(Beginning of Dataset excerpts)

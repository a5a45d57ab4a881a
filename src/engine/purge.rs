//! Delete path
//!
//! Resolves a filter to owning documents the same way a query does, then
//! deletes their identity rows. Field-path entries are left behind; the
//! tree shaker prunes them when they are next read.

use serde_json::json;

use crate::tree::{CompiledFilter, PathCompiler};
use crate::value::encode_key;

use super::domain::Domain;
use super::errors::{EngineError, EngineResult};
use super::guard::GuardedStore;
use super::resolver::{KeyRole, PathScanner};

/// Result of a purge
#[derive(Debug, Clone, Default, PartialEq, Eq)]
pub struct PurgeReport {
    /// Ids whose identity row existed and was deleted
    pub ids: Vec<String>,
    /// Stale entries repaired during traversal
    pub repaired: usize,
}

/// Removes matching documents from the identity path
pub struct Purger<'a> {
    store: &'a GuardedStore<'a>,
    scanner: PathScanner<'a>,
}

impl<'a> Purger<'a> {
    pub fn new(store: &'a GuardedStore<'a>, compiler: &'a dyn PathCompiler) -> Self {
        Self {
            store,
            scanner: PathScanner::new(store, compiler),
        }
    }

    /// Delete the identity rows of every document matching `compiled`
    ///
    /// An empty conjunction would delete the whole domain and is rejected.
    pub async fn purge(&self, domain: &Domain, compiled: &CompiledFilter) -> EngineResult<PurgeReport> {
        if compiled.has_empty_map() {
            return Err(EngineError::validation("Delete requires a non-empty filter"));
        }

        let scan = self
            .scanner
            .scan(domain, compiled, KeyRole::Internal, None)
            .await?;

        let identity = domain.identity_collection();
        let mut ids = Vec::new();
        for internal in scan.keys {
            let key = encode_key(&json!(internal));
            if self.store.delete_by_id(&identity, &key).await? {
                ids.push(internal);
            }
        }
        Ok(PurgeReport {
            ids,
            repaired: scan.repaired,
        })
    }
}
impl Engine {
    /// Engine over `store` with the JSON tree compiler
    pub fn new(store: Arc<dyn CollectionStore>, config: EngineConfig) -> Self {
        let project = config.project_id.clone();
        log_event_with_fields(Event::EngineStart, &[("project", &project)]);
        Self {
            store,
            compiler: Arc::new(JsonTreeCompiler::new()),
            publisher: ChangePublisher::new(),
            catalog: PathCatalog::new(),
            metrics: Arc::new(MetricsRegistry::new()),
            config,
        }
    }

    /// Replace the path compiler
    pub fn with_compiler(mut self, compiler: Arc<dyn PathCompiler>) -> Self {
        self.compiler = compiler;
        self
    }

    /// Share a publisher with other components
    pub fn with_publisher(mut self, publisher: ChangePublisher) -> Self {
        self.publisher = publisher;
        self
    }

    pub fn publisher(&self) -> &ChangePublisher {
        &self.publisher
    }

    pub fn metrics(&self) -> &MetricsRegistry {
        &self.metrics
    }

    pub fn config(&self) -> &EngineConfig {
        &self.config
    }

    // ==================================================================
    // Writes
    // ==================================================================

    /// Store a document; an existing `_id` is replaced
    pub async fn create(&self, domain: &str, document: Value, ctx: &RuleContext) -> EngineResult<Value> {
        let domain = self.domain(domain, ctx)?;
        let store = self.guarded(ctx);
        let outcome = self.write(&store, &domain, document, ctx).await?;
        Ok(outcome.document)
    }

    /// Store several documents in order, stopping at the first failure
    pub async fn create_many(&self, domain: &str, documents: Vec<Value>, ctx: &RuleContext) -> EngineResult<Vec<Value>> {
        let domain = self.domain(domain, ctx)?;
        let store = self.guarded(ctx);
        let mut stored = Vec::with_capacity(documents.len());
        for document in documents {
            stored.push(self.write(&store, &domain, document, ctx).await?.document);
        }
        Ok(stored)
    }

    /// Apply `$set`/`$inc` to matching documents and re-index them
    pub async fn update(&self, domain: &str, request: UpdateRequest, ctx: &RuleContext) -> EngineResult<Vec<Value>> {
        let domain = self.domain(domain, ctx)?;
        let (set, inc) = split_update(&request.update)?;
        let store = self.guarded(ctx);

        let targets = match (&request.id, &request.filter) {
            (Some(id), None) => match self.by_id(&store, &domain, id).await? {
                Some(document) => vec![document],
                None if request.upsert => vec![json!({ "_id": id })],
                None => return Err(EngineError::not_found(format!("{}/{}", domain, id))),
            },
            (None, Some(filter)) => {
                let compiled = self.compile(&domain, filter)?;
                self.documents(&store, &domain, &compiled).await?
            }
            _ => {
                return Err(EngineError::validation(
                    "Update requires exactly one of 'filter' or 'id'",
                ))
            }
        };

        let mut updated = Vec::with_capacity(targets.len());
        for mut document in targets {
            apply_set(&mut document, &set);
            apply_increment(&mut document, &inc);
            updated.push(self.write(&store, &domain, document, ctx).await?.document);
        }
        Ok(updated)
    }

    async fn write(
        &self,
        store: &GuardedStore<'_>,
        domain: &Domain,
        document: Value,
        ctx: &RuleContext,
    ) -> EngineResult<WriteOutcome> {
        let writer = IndexWriter::new(store, self.compiler.as_ref(), &self.catalog);
        let outcome = match writer.write(domain, document, ctx.uid.as_deref()).await {
            Ok(outcome) => outcome,
            Err(err) => {
                log_event_with_fields(
                    Event::WriteFailed,
                    &[("domain", domain.as_str()), ("error", &err.to_string())],
                );
                return Err(err);
            }
        };

        self.metrics.record_write(outcome.nodes_written as u64);
        log_event_with_fields(
            Event::WriteCommit,
            &[
                ("domain", domain.as_str()),
                ("id", outcome.id()),
                ("created", if outcome.created { "true" } else { "false" }),
                ("nodes", &outcome.nodes_written.to_string()),
            ],
        );
        self.publish(outcome.event(self.topic(domain, ctx)));
        Ok(outcome)
    }

    // ==================================================================
    // Reads
    // ==================================================================

    /// Resolve a query
    pub async fn query(&self, domain: &str, request: QueryRequest, ctx: &RuleContext) -> EngineResult<QueryResult> {
        let domain = self.domain(domain, ctx)?;
        let store = self.guarded(ctx);

        if let Some(id) = &request.id {
            let document = self.by_id(&store, &domain, id).await?;
            let projection = request.projection.as_deref();
            return Ok(QueryResult::Single(
                document.map(|d| project(d, projection)),
            ));
        }

        let filter = request.filter.clone().unwrap_or(Value::Null);
        let compiled = self.compile(&domain, &filter)?;
        let options = ResolveOptions {
            skip: request.skip,
            size: request.size,
            count: request.count,
            projection: request.projection,
        };
        let report = IndexResolver::new(&store, self.compiler.as_ref())
            .resolve(&domain, &compiled, &options)
            .await?;
        self.record_repairs(report.repaired);
        self.metrics.increment_queries_executed();

        let result = match report.resolution {
            Resolution::Documents(docs) => QueryResult::Documents(docs),
            Resolution::Count(n) => QueryResult::Count(n),
        };
        let matched = match &result {
            QueryResult::Count(n) => *n,
            other => other.documents().len(),
        };
        log_event_with_fields(
            Event::QueryExecuted,
            &[
                ("domain", domain.as_str()),
                ("matched", &matched.to_string()),
                ("repaired", &report.repaired.to_string()),
            ],
        );
        Ok(result)
    }

    /// Fetch one document through the identity path
    pub async fn find_by_id(&self, domain: &str, id: &str, ctx: &RuleContext) -> EngineResult<Option<Value>> {
        let domain = self.domain(domain, ctx)?;
        let store = self.guarded(ctx);
        self.by_id(&store, &domain, id).await
    }

    async fn by_id(&self, store: &GuardedStore<'_>, domain: &Domain, id: &str) -> EngineResult<Option<Value>> {
        let compiled = self.compile(domain, &json!({ "_id": id }))?;
        Ok(self.documents(store, domain, &compiled).await?.into_iter().next())
    }

    async fn documents(
        &self,
        store: &GuardedStore<'_>,
        domain: &Domain,
        compiled: &CompiledFilter,
    ) -> EngineResult<Vec<Value>> {
        let report = IndexResolver::new(store, self.compiler.as_ref())
            .resolve(domain, compiled, &ResolveOptions::default())
            .await?;
        self.record_repairs(report.repaired);
        match report.resolution {
            Resolution::Documents(docs) => Ok(docs),
            Resolution::Count(_) => Ok(Vec::new()),
        }
    }

    // ==================================================================
    // Deletes
    // ==================================================================

    /// Delete matching documents; returns the deleted ids
    ///
    /// Repeating a delete returns an empty list.
    pub async fn delete(&self, domain: &str, request: DeleteRequest, ctx: &RuleContext) -> EngineResult<Vec<String>> {
        let domain = self.domain(domain, ctx)?;
        let filter = match (request.id, request.filter) {
            (Some(id), None) => json!({ "_id": id }),
            (None, Some(filter)) => filter,
            _ => {
                return Err(EngineError::validation(
                    "Delete requires exactly one of 'filter' or 'id'",
                ))
            }
        };
        let compiled = self.compile(&domain, &filter)?;
        let store = self.guarded(ctx);

        let report = Purger::new(&store, self.compiler.as_ref())
            .purge(&domain, &compiled)
            .await?;
        self.record_repairs(report.repaired);

        for id in &report.ids {
            store.delete_by_id(domain.as_str(), id).await?;
            self.publish(ChangeEvent::delete(self.topic(&domain, ctx), id.clone()));
        }
        self.metrics.record_purge(report.ids.len() as u64);
        log_event_with_fields(
            Event::PurgeComplete,
            &[("domain", domain.as_str()), ("deleted", &report.ids.len().to_string())],
        );

        if self.config.orphan_sweep == OrphanSweep::AfterDelete && !report.ids.is_empty() {
            self.sweep_domain(&store, &domain).await?;
        }
        Ok(report.ids)
    }

    /// Repair every node of a domain and delete nodes left without entries
    pub async fn sweep(&self, domain: &str, ctx: &RuleContext) -> EngineResult<SweepReport> {
        let domain = self.domain(domain, ctx)?;
        let store = self.guarded(ctx);
        self.sweep_domain(&store, &domain).await
    }

    async fn sweep_domain(&self, store: &GuardedStore<'_>, domain: &Domain) -> EngineResult<SweepReport> {
        let scope = ObservationScope::with_fields("SWEEP", &[("domain", domain.as_str())]);
        let result = self.sweep_paths(store, domain).await;
        match &result {
            Ok(report) => {
                self.metrics.add_entries_pruned(report.entries_pruned as u64);
                self.metrics.add_nodes_removed(report.nodes_removed as u64);
                let visited = report.nodes_visited.to_string();
                let pruned = report.entries_pruned.to_string();
                let removed = report.nodes_removed.to_string();
                scope.complete_with_fields(&[
                    ("nodes_visited", &visited),
                    ("entries_pruned", &pruned),
                    ("nodes_removed", &removed),
                ]);
                log_event_with_fields(
                    Event::SweepComplete,
                    &[("domain", domain.as_str()), ("nodes_removed", &removed)],
                );
            }
            Err(err) => scope.fail(&err.to_string()),
        }
        result
    }

    async fn sweep_paths(&self, store: &GuardedStore<'_>, domain: &Domain) -> EngineResult<SweepReport> {
        let shaker = TreeShaker::new(store, self.compiler.as_ref());
        let mut report = SweepReport::default();

        for path in self.catalog.paths(store, domain).await? {
            let collection = path.collection_name();
            let rows = store
                .find(&collection, &all_rows, FindOptions::all().sorted(SortOrder::Ascending))
                .await?;
            for row in rows {
                let Some(node) = IndexNode::from_row(&row) else {
                    continue;
                };
                report.nodes_visited += 1;
                let outcome = shaker.repair(node, &path, domain).await?;
                report.entries_pruned += outcome.pruned;
                match outcome.node {
                    None => report.nodes_removed += 1,
                    Some(node) if node.value.is_empty() => {
                        if store.delete_by_id(&collection, &node.key()).await? {
                            report.nodes_removed += 1;
                        }
                    }
                    Some(_) => {}
                }
            }
        }
        Ok(report)
    }

    // ==================================================================
    // Change notifications
    // ==================================================================

    /// Call `handler` for every change to `domain` in the caller's project
    pub fn subscribe<F>(&self, domain: &str, ctx: &RuleContext, handler: F) -> EngineResult<Subscription>
    where
        F: Fn(&ChangeEvent) -> HandlerResult + Send + Sync + 'static,
    {
        let domain = self.domain(domain, ctx)?;
        Ok(self.publisher.subscribe(self.topic(&domain, ctx), handler))
    }

    /// Receive changes to `domain` on a bounded channel
    pub fn watch(
        &self,
        domain: &str,
        ctx: &RuleContext,
        capacity: usize,
    ) -> EngineResult<(Subscription, tokio::sync::mpsc::Receiver<ChangeEvent>)> {
        let domain = self.domain(domain, ctx)?;
        Ok(self.publisher.watch(self.topic(&domain, ctx), capacity))
    }

    fn publish(&self, event: ChangeEvent) {
        let report = self.publisher.publish(&event);
        self.metrics.increment_events_published();
        if !report.failed.is_empty() {
            self.metrics.add_subscriber_failures(report.failed.len() as u64);
        }
    }

    // ==================================================================
    // Helpers
    // ==================================================================

    fn domain(&self, name: &str, ctx: &RuleContext) -> EngineResult<Domain> {
        let domain = Domain::parse(name)?;
        if self.config.is_reserved(name) && !ctx.use_master_key {
            return Err(EngineError::validation(format!(
                "Domain '{}' is reserved",
                name
            )));
        }
        Ok(domain)
    }

    fn compile(&self, domain: &Domain, filter: &Value) -> EngineResult<CompiledFilter> {
        self.compiler.compile(domain.as_str(), filter).map_err(|err| {
            self.metrics.increment_queries_rejected();
            log_event_with_fields(
                Event::QueryRejected,
                &[("domain", domain.as_str()), ("reason", &err.to_string())],
            );
            EngineError::from(err)
        })
    }

    fn guarded(&self, ctx: &RuleContext) -> GuardedStore<'_> {
        let guard = RequestGuard::new(
            ctx.cancellation.clone(),
            Duration::from_millis(self.config.store_timeout_ms),
        );
        GuardedStore::new(self.store.as_ref(), guard)
    }

    fn topic(&self, domain: &Domain, ctx: &RuleContext) -> Topic {
        let project = if ctx.application_id.is_empty() {
            self.config.project_id.as_str()
        } else {
            ctx.application_id.as_str()
        };
        Topic::new(project, domain.as_str())
    }

    fn record_repairs(&self, repaired: usize) {
        if repaired > 0 {
            self.metrics.add_entries_pruned(repaired as u64);
        }
    }
}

(End of Dataset excerpts)

Of the lines in the data above, some may include the word "CompiledFilter"; state how many, with no added words.

**Exercise result:** 4